By the end of September, NPS officials had decided on BelManage. Rollout started last October as NPS personnel throughout the country began inputting the initial data and applications that would allow BelManage to accurately track NPS' servers and clients. By the end of the fifth week, 90 percent of the service's inventory had been tracked, Nessi said.
When it all was tracked, Nessi discovered that he had 18,173 desktops and 1,842 servers on the NPS network. BelManage also confirmed the existence of a few hundred Macs and "a very few and far between" units running UNIX.
One piece of information in particular was an eyebrow-raiser, Nessi said. BelManage found that almost 7,000 computers were still running Windows 95 or 98. Those systems would have to be upgraded, or in some cases replaced, to fit into NPS' implementation of Active Directory.
It's not unusual for a new BelManage client to discover that their previous PC inventories were inaccurate, Tchen said. In fact, some clients report an inaccuracy rate of about 25 percent. "People can be in for a real shock," Tchen explained. "It's amazing how those disks will get shared."

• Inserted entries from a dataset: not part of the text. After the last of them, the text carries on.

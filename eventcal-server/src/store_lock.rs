//! Exclusive ownership of a participation store file.
//!
//! The server keeps the whole store in memory and rewrites the snapshot on
//! every change, so two processes on the same `data_file` would overwrite
//! each other. The lock sits next to the store as `<data_file>.lock`.

use std::fs::{self, File, OpenOptions};
use std::path::{Path, PathBuf};

use anyhow::{Context, Result, bail};
use fs2::FileExt;

/// Held for the lifetime of the server; dropping it releases the store.
#[derive(Debug)]
pub struct StoreLock {
    path: PathBuf,
    _file: File,
}

impl StoreLock {
    pub fn path_for(data_path: &Path) -> PathBuf {
        let mut path = data_path.to_path_buf().into_os_string();
        path.push(".lock");
        PathBuf::from(path)
    }

    /// Lock the store at `data_path`, failing if another process holds it.
    pub fn acquire(data_path: &Path) -> Result<Self> {
        let path = Self::path_for(data_path);

        if let Some(dir) = path.parent() {
            fs::create_dir_all(dir)
                .with_context(|| format!("Could not create {}", dir.display()))?;
        }

        let file = OpenOptions::new()
            .create(true)
            .truncate(false)
            .write(true)
            .open(&path)
            .with_context(|| format!("Could not open lock file {}", path.display()))?;

        if file.try_lock_exclusive().is_err() {
            bail!(
                "Store {} is already in use by another eventcal-server.\n\
                If no other server is running, remove: {}",
                data_path.display(),
                path.display()
            );
        }

        Ok(StoreLock { path, _file: file })
    }

    pub fn path(&self) -> &Path {
        &self.path
    }
}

This is the sort of information that BelManage is designed to report, Tchen said. At any time, a client may pull a BelManage report and know, accurately and up to that minute, which systems are on the network and where. That's certainly faster than the months that a manual audit can take and the weeks that other types of PC auditing software can require. "Our clients don't have to do an audit," Tchen said. "Their information is already up to date."
That up-to-date inventory accuracy, the ease of installing and using the product, and the quality of customer service have made the NPS very pleased with BelManage and with Belarc.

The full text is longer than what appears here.